┌──

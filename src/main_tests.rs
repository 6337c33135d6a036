use super::*;

#[test]
fn verbosity_raises_log_level() {
    assert_eq!(log_level(0), "warn");
    assert_eq!(log_level(1), "info");
    assert_eq!(log_level(2), "debug");
    assert_eq!(log_level(5), "trace");
}
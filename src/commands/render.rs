use std::fs;
use std::path::PathBuf;

use serde_json::Value;

use super::apply_config;
use crate::cli::{Cli, RenderArgs};
use crate::figure::attach_template;
use crate::output::write_figure;
use crate::settings;
use crate::{EXIT_ERROR, EXIT_SUCCESS, PlotlyLightError, Result};

#[must_use]
pub fn run_render(args: &RenderArgs, cli: &Cli) -> i32 {
    match run_render_impl(args, cli) {
        Ok(paths) => {
            for path in paths {
                println!("Wrote {}", path.display());
            }
            EXIT_SUCCESS
        }
        Err(e) => {
            eprintln!("Error: {e}");
            EXIT_ERROR
        }
    }
}

/// Write the figure JSON file to the output pattern.
///
/// The configuration file supplies the template, the plotly.js config and,
/// unless `--plotlyjs` is given, the plotly.js source.
///
/// # Errors
/// Returns an error if the configuration or figure cannot be loaded, or the
/// outputs cannot be written.
pub fn run_render_impl(args: &RenderArgs, cli: &Cli) -> Result<Vec<PathBuf>> {
    apply_config(cli, None)?;

    let content = fs::read_to_string(&args.figure).map_err(|source| PlotlyLightError::FileRead {
        path: args.figure.clone(),
        source,
    })?;
    let mut figure: Value = serde_json::from_str(&content).map_err(|e| {
        PlotlyLightError::Config(format!("{}: invalid figure JSON: {e}", args.figure.display()))
    })?;
    if !figure.is_object() {
        return Err(PlotlyLightError::Config(format!(
            "{}: figure JSON must be an object",
            args.figure.display()
        )));
    }
    if !args.no_template {
        attach_template(&mut figure);
    }

    let settings = settings::current();
    let include = args.plotlyjs.as_ref().unwrap_or(&settings.plotlyjs);
    write_figure(&figure, &args.output, &settings.config, include)
}

#[cfg(test)]
#[path = "render_tests.rs"]
mod tests;
use super::*;

#[test]
fn counts_values_into_equal_bins() {
    let h = histogram(&[0.0, 1.0, 1.5, 2.0, 3.9, 4.0], 4, (0.0, 4.0), None).unwrap();

    assert_eq!(h.edges, vec![0.0, 1.0, 2.0, 3.0, 4.0]);
    // last bin is closed on the right
    assert_eq!(h.counts, vec![1.0, 2.0, 1.0, 2.0]);
}

#[test]
fn ignores_out_of_range_and_nan_values() {
    let h = histogram(&[-1.0, 0.5, 10.0, f64::NAN], 2, (0.0, 2.0), None).unwrap();
    assert_eq!(h.counts, vec![1.0, 0.0]);
}

#[test]
fn applies_weights() {
    let values = [0.0, 0.0, 1.0, 1.0];
    let weights = [0.25; 4];
    let h = histogram(&values, 2, (0.0, 1.0), Some(&weights)).unwrap();
    assert_eq!(h.counts, vec![0.5, 0.5]);
}

#[test]
fn degenerate_range_is_widened() {
    let h = histogram(&[3.0, 3.0], 1, (3.0, 3.0), None).unwrap();
    assert_eq!(h.edges, vec![2.5, 3.5]);
    assert_eq!(h.counts, vec![2.0]);
}

#[test]
fn tiny_range_is_kept() {
    let h = histogram(&[0.0, 1e-17], 1, (0.0, 1e-17), None).unwrap();
    assert_eq!(h.edges, vec![0.0, 1e-17]);
    assert_eq!(h.counts, vec![2.0]);
}

#[test]
fn centers_are_bin_midpoints() {
    let h = histogram(&[], 2, (0.0, 2.0), None).unwrap();
    assert_eq!(h.centers(), vec![0.5, 1.5]);
}

#[test]
fn value_on_inner_edge_goes_to_upper_bin() {
    // 0.3 is not exactly representable; the edge correction keeps it in bin 3
    let h = histogram(&[0.3], 10, (0.0, 1.0), None).unwrap();
    let index = h.counts.iter().position(|&c| c > 0.0).unwrap();
    assert!(h.edges[index] <= 0.3 && 0.3 < h.edges[index + 1]);
}

#[test]
fn rejects_invalid_arguments() {
    assert!(histogram(&[1.0], 0, (0.0, 1.0), None).is_err());
    assert!(histogram(&[1.0], 1, (2.0, 1.0), None).is_err());
    assert!(histogram(&[1.0], 1, (0.0, f64::INFINITY), None).is_err());
    assert!(histogram(&[1.0, 2.0], 1, (0.0, 2.0), Some(&[1.0])).is_err());
}
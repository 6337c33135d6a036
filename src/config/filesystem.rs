//! Filesystem abstraction for testability.

use std::path::{Path, PathBuf};

/// Filesystem operations needed to discover and read configuration files.
pub trait FileSystem {
    /// Read file contents as a string.
    ///
    /// # Errors
    /// Returns an error if the file cannot be read.
    fn read_to_string(&self, path: &Path) -> std::io::Result<String>;

    fn exists(&self, path: &Path) -> bool;

    /// Get the current working directory.
    ///
    /// # Errors
    /// Returns an error if the current directory cannot be determined.
    fn current_dir(&self) -> std::io::Result<PathBuf>;

    /// Platform-specific configuration directory for plotly-light.
    ///
    /// - Windows: `%APPDATA%\plotly-light`
    /// - macOS: `~/Library/Application Support/plotly-light`
    /// - Linux: `~/.config/plotly-light` (XDG)
    fn config_dir(&self) -> Option<PathBuf>;
}

/// Real filesystem implementation.
#[derive(Debug, Default, Clone, Copy)]
pub struct RealFileSystem;

impl FileSystem for RealFileSystem {
    fn read_to_string(&self, path: &Path) -> std::io::Result<String> {
        std::fs::read_to_string(path)
    }

    fn exists(&self, path: &Path) -> bool {
        path.is_file()
    }

    fn current_dir(&self) -> std::io::Result<PathBuf> {
        std::env::current_dir().map(|dir| dunce::simplified(&dir).to_path_buf())
    }

    fn config_dir(&self) -> Option<PathBuf> {
        directories::ProjectDirs::from("", "", "plotly-light")
            .map(|dirs| dirs.config_dir().to_path_buf())
    }
}
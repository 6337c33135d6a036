//! Figures: traces plus a layout, serialized to Plotly figure JSON.

mod subplots;

use serde::Serialize;
use serde_json::{Map, Value, json};

use crate::error::Result;
use crate::layout::{Layout, ScaleBy, autoscale_plot_font_sizes};
use crate::settings;
use crate::trace::Trace;

pub use subplots::{SharedAxes, SubplotItem, SubplotOptions, axis_id, figure_mult};

/// A complete plot.
#[derive(Debug, Clone, Default, PartialEq, Serialize)]
pub struct Figure {
    data: Vec<Trace>,
    layout: Layout,
}

impl Figure {
    #[must_use]
    pub const fn new(data: Vec<Trace>, layout: Layout) -> Self {
        Self { data, layout }
    }

    #[must_use]
    pub fn traces(&self) -> &[Trace] {
        &self.data
    }

    #[must_use]
    pub const fn layout(&self) -> &Layout {
        &self.layout
    }

    pub const fn layout_mut(&mut self) -> &mut Layout {
        &mut self.layout
    }

    pub fn add_trace(&mut self, trace: Trace) {
        self.data.push(trace);
    }

    /// Append an entry to `layout.images`.
    pub fn add_layout_image(&mut self, image: Map<String, Value>) {
        let mut images = match self.layout.remove("images") {
            Some(Value::Array(images)) => images,
            _ => Vec::new(),
        };
        images.push(Value::Object(image));
        self.layout.set("images", images);
    }

    #[must_use]
    pub fn into_parts(self) -> (Vec<Trace>, Layout) {
        (self.data, self.layout)
    }

    /// Figure JSON as stored, without the default template.
    #[must_use]
    pub fn to_value(&self) -> Value {
        json!({
            "data": self.data.iter().map(Trace::to_value).collect::<Vec<_>>(),
            "layout": self.layout.to_value(),
        })
    }

    /// Figure JSON ready for plotly.js: the current default template is
    /// attached unless the layout carries its own.
    #[must_use]
    pub fn to_plotly_json(&self) -> Value {
        let mut value = self.to_value();
        attach_template(&mut value);
        value
    }

    /// Serialized [`Figure::to_plotly_json`].
    ///
    /// # Errors
    /// Returns an error if serialization fails.
    pub fn to_json(&self) -> Result<String> {
        Ok(serde_json::to_string(&self.to_plotly_json())?)
    }
}

/// Attach the current default template to figure JSON whose layout has
/// none. Non-object figures and layouts are left alone.
pub fn attach_template(figure: &mut Value) {
    let Some(object) = figure.as_object_mut() else {
        return;
    };
    let layout = object
        .entry("layout")
        .or_insert_with(|| Value::Object(Map::new()));
    if let Some(layout) = layout.as_object_mut()
        && !layout.contains_key("template")
    {
        layout.insert(
            "template".to_string(),
            json!({"layout": settings::template().to_value()}),
        );
    }
}

/// Create a figure whose font sizes and line widths follow its size.
#[must_use]
pub fn figure(traces: Vec<Trace>, layout: Option<Layout>, by: ScaleBy) -> Figure {
    let mut layout = layout.unwrap_or_default();
    autoscale_plot_font_sizes(&mut layout, by);
    Figure::new(traces, layout)
}

#[cfg(test)]
#[path = "mod_tests.rs"]
mod tests;
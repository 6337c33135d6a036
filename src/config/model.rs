//! Configuration file model.

use serde::{Deserialize, Serialize};
use serde_json::{Map, Value};

use crate::error::{PlotlyLightError, Result};
use crate::layout::Layout;
use crate::output::IncludePlotlyJs;
use crate::settings;

/// Contents of `.plotly-light.toml`.
///
/// ```toml
/// theme = "simple_white"
/// renderer = "iframe_connected"
/// colors = ["#0b8bee", "#d71131"]
///
/// [layout]
/// width = 600
/// font = { family = "Helvetica" }
///
/// [config]
/// scrollZoom = true
/// ```
#[derive(Debug, Clone, Default, PartialEq, Serialize, Deserialize)]
#[serde(deny_unknown_fields)]
pub struct Config {
    pub theme: Option<String>,
    /// Apply the default layout on top of the theme.
    pub keep_layout: Option<bool>,
    pub renderer: Option<String>,
    /// Colorway of the default layout.
    pub colors: Option<Vec<String>>,
    /// How written HTML files load plotly.js: `cdn`, `omit` or a path.
    pub plotlyjs: Option<String>,
    /// Merged into the default layout.
    pub layout: Option<toml::Table>,
    /// Merged into the plotly.js display config.
    pub config: Option<toml::Table>,
}

fn table_to_map(table: &toml::Table) -> Result<Map<String, Value>> {
    match serde_json::to_value(table)? {
        Value::Object(map) => Ok(map),
        other => Err(PlotlyLightError::Config(format!("expected a table, got {other}"))),
    }
}

impl Config {
    /// Default layout overrides as a [`Layout`].
    ///
    /// # Errors
    /// Returns an error if the table cannot be converted to JSON.
    pub fn layout(&self) -> Result<Option<Layout>> {
        self.layout
            .as_ref()
            .map(|table| table_to_map(table).map(Layout::from_map))
            .transpose()
    }

    #[must_use]
    pub fn include_plotlyjs(&self) -> IncludePlotlyJs {
        self.plotlyjs
            .as_deref()
            .map(|value| value.parse().unwrap_or_default())
            .unwrap_or_default()
    }

    /// Apply the configured defaults to the process-wide settings.
    ///
    /// Applies the layout, colors, theme, display config, plotly.js source
    /// and renderer, in that order.
    ///
    /// # Errors
    /// Returns an error for unknown theme or renderer names.
    pub fn apply(&self) -> Result<()> {
        if let Some(layout) = self.layout()? {
            settings::update_default_layout(&layout);
        }
        if let Some(colors) = &self.colors {
            settings::set_default_colors(colors);
        }
        if let Some(theme) = &self.theme {
            settings::set_default_theme(theme, self.keep_layout.unwrap_or(true))?;
        }
        if let Some(config) = &self.config {
            settings::update_default_config(table_to_map(config)?);
        }
        if self.plotlyjs.is_some() {
            settings::set_default_plotlyjs(self.include_plotlyjs());
        }
        if let Some(renderer) = &self.renderer {
            settings::set_default_renderer(renderer)?;
        }
        Ok(())
    }
}

#[cfg(test)]
#[path = "model_tests.rs"]
mod tests;
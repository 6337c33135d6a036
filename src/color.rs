//! Human-readable, predefined colors.
//!
//! `blue`, `lightblue`, `red`, `yellow`, `green` and `purple` follow the
//! University of Tokyo visual identity palette.

/// Named colors in display order.
pub const COLORS: &[(&str, &str)] = &[
    ("blue", "#0b8bee"),
    ("lightblue", "#5bdeff"),
    ("darkblue", "#000080"),
    ("red", "#d71131"),
    ("lightred", "#fa8072"),
    ("darkred", "#800000"),
    ("yellow", "#ffcd00"),
    ("lightyellow", "#ffff00"),
    ("darkyellow", "#ab7d00"),
    ("green", "#35ca00"),
    ("lightgreen", "#00ff00"),
    ("darkgreen", "#006400"),
    ("purple", "#8f07aa"),
    ("lightpurple", "#ee82ee"),
    ("darkpurple", "#4e1e66"),
];

/// Trace colors cycled through by default.
pub const DEFAULT_COLORWAY: &[&str] = &[
    "#0b8bee", // blue
    "#ffcd00", // yellow
    "#d71131", // red
    "#000080", // darkblue
    "#35ca00", // green
    "#fa8072", // lightred
    "#5bdeff", // lightblue
    "#800000", // darkred
    "#00ff00", // lightgreen
    "#8f07aa", // purple
];

/// Look up a named color.
#[must_use]
pub fn color(name: &str) -> Option<&'static str> {
    COLORS
        .iter()
        .find(|(key, _)| *key == name)
        .map(|(_, hex)| *hex)
}

#[cfg(test)]
#[path = "color_tests.rs"]
mod tests;
use serde_json::json;

use super::*;

fn layout(value: Value) -> Layout {
    Layout::from_value(value).unwrap()
}

#[test]
fn starts_from_builtin_defaults() {
    let _guard = test_guard();
    let settings = current();

    assert_eq!(settings.theme, "simple_white");
    assert_eq!(settings.renderer, DEFAULT_RENDERER);
    assert_eq!(settings.layout, defaults::default_layout());
    assert_eq!(settings.config.get("displaylogo"), Some(&json!(false)));
    assert_eq!(primary_color().as_deref(), Some("#0b8bee"));
}

#[test]
fn template_overlays_default_layout_on_theme() {
    let _guard = test_guard();
    let template = template();

    // From the default layout.
    assert_eq!(template.get("font").and_then(|f| f.get("family")), Some(&json!("Arial")));
    // Kept from the theme where the default layout is silent.
    assert_eq!(
        template.get_path(&["xaxis", "mirror"]),
        Some(&json!(false))
    );
}

#[test]
fn theme_without_layout_drops_defaults() {
    let _guard = test_guard();
    set_default_theme("plotly_dark", false).unwrap();

    let template = template();
    assert_eq!(template.get("paper_bgcolor"), Some(&json!("rgb(17,17,17)")));
    assert_eq!(template.get("width"), None);
}

#[test]
fn none_theme_keeps_only_default_layout() {
    let _guard = test_guard();
    set_default_theme("none", true).unwrap();
    assert_eq!(template(), defaults::default_layout());
}

#[test]
fn rejects_unknown_theme() {
    let _guard = test_guard();
    let err = set_default_theme("solarized", true).unwrap_err();
    assert!(err.to_string().contains("solarized"));
    assert_eq!(current().theme, "simple_white");
}

#[test]
fn update_default_layout_merges_deeply() {
    let _guard = test_guard();
    update_default_layout(&layout(json!({"font": {"size": 12}, "title": {"text": "T"}})));

    let settings = current();
    assert_eq!(settings.layout.get_path(&["font", "size"]), Some(&json!(12)));
    assert_eq!(settings.layout.get_path(&["font", "family"]), Some(&json!("Arial")));
    assert_eq!(settings.layout.get_path(&["title", "x"]), Some(&json!(0.05)));
}

#[test]
fn set_default_layout_replaces() {
    let _guard = test_guard();
    set_default_layout(layout(json!({"width": 300})));
    assert_eq!(current().layout, layout(json!({"width": 300})));
    assert_eq!(primary_color(), None);
}

#[test]
fn renderer_names_are_validated() {
    let _guard = test_guard();
    set_default_renderer("iframe_connected+json").unwrap();

    let settings = current();
    assert_eq!(settings.renderer_name(), "iframe_connected");
    assert!(set_default_renderer("png").is_err());
    assert!(set_default_renderer("json+png").is_err());
    assert_eq!(current().renderer, "iframe_connected+json");
}

#[test]
fn renderer_change_keeps_config() {
    let _guard = test_guard();
    update_default_config(Map::from_iter([("scrollZoom".to_string(), json!(true))]));
    set_default_renderer("json").unwrap();
    assert_eq!(current().config.get("scrollZoom"), Some(&json!(true)));
}

#[test]
fn update_default_config_merges_nested_options() {
    let _guard = test_guard();
    update_default_config(Map::from_iter([(
        "toImageButtonOptions".to_string(),
        json!({"scale": 2}),
    )]));

    let config = current().config;
    assert_eq!(
        config.get("toImageButtonOptions"),
        Some(&json!({"format": "svg", "scale": 2}))
    );
    assert_eq!(config.get("displaylogo"), Some(&json!(false)));
}

#[test]
fn set_default_config_replaces() {
    let _guard = test_guard();
    set_default_config(Map::new());
    assert!(current().config.is_empty());
}

#[test]
fn set_default_colors_updates_colorway() {
    let _guard = test_guard();
    set_default_colors(&["black", "white"]);

    assert_eq!(primary_color().as_deref(), Some("black"));
    assert_eq!(
        template().get("colorway"),
        Some(&json!(["black", "white"]))
    );
}

#[test]
fn reset_restores_builtins() {
    let _guard = test_guard();
    set_default_colors(&["black"]);
    set_iframe_root(Some(PathBuf::from("/tmp")));
    reset();
    assert_eq!(current(), Settings::default());
}

#[test]
fn every_theme_name_has_a_layout() {
    for name in THEME_NAMES {
        assert!(theme_layout(name).is_some(), "{name}");
    }
    assert!(theme_layout("unknown").is_none());
}
use serde_json::{Value, json};

use super::*;

#[test]
fn set_opt_skips_none() {
    let props = Props::new()
        .set_opt("width", Some(3))
        .set_opt::<f64>("opacity", None);
    assert_eq!(props.into_value(), json!({"width": 3}));
}

#[test]
fn set_obj_skips_empty_objects() {
    let props = Props::new()
        .set_obj("marker", Props::new().set_opt::<&str>("color", None))
        .set_obj("line", Props::new().set("width", 2));
    assert_eq!(props.into_value(), json!({"line": {"width": 2}}));
}

#[test]
fn keys_keep_insertion_order() {
    let props = Props::new().set("b", 1).set("a", 2).set("c", 3);
    let keys: Vec<_> = props.into_map().keys().cloned().collect();
    assert_eq!(keys, ["b", "a", "c"]);
}

#[test]
fn data_from_numbers_and_strings() {
    let numbers = Data::from(vec![1.0, 2.5]);
    assert_eq!(numbers.as_f64(), Some(vec![1.0, 2.5]));

    let labels = Data::from(["a", "b", "c"]);
    assert_eq!(labels.len(), 3);
    assert_eq!(labels.as_f64(), None);
}

#[test]
fn data_keeps_null_separators() {
    let data = Data::from(vec![Some(1), None, Some(2)]);
    assert_eq!(data.into_value(), json!([1, null, 2]));
}

#[test]
fn data_from_slice_clones() {
    let source = [Value::from(1), Value::from("x")];
    let data = Data::from(&source[..]);
    assert_eq!(data.as_slice(), &source);
}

└──

# TASK TO CARRY OUT
Check each line of the records above for the string "RenderArgs", and report every line that has it.

# RESULT
use crate::cli::{Cli, RenderArgs};
pub fn run_render(args: &RenderArgs, cli: &Cli) -> i32 {
pub fn run_render_impl(args: &RenderArgs, cli: &Cli) -> Result<Vec<PathBuf>> {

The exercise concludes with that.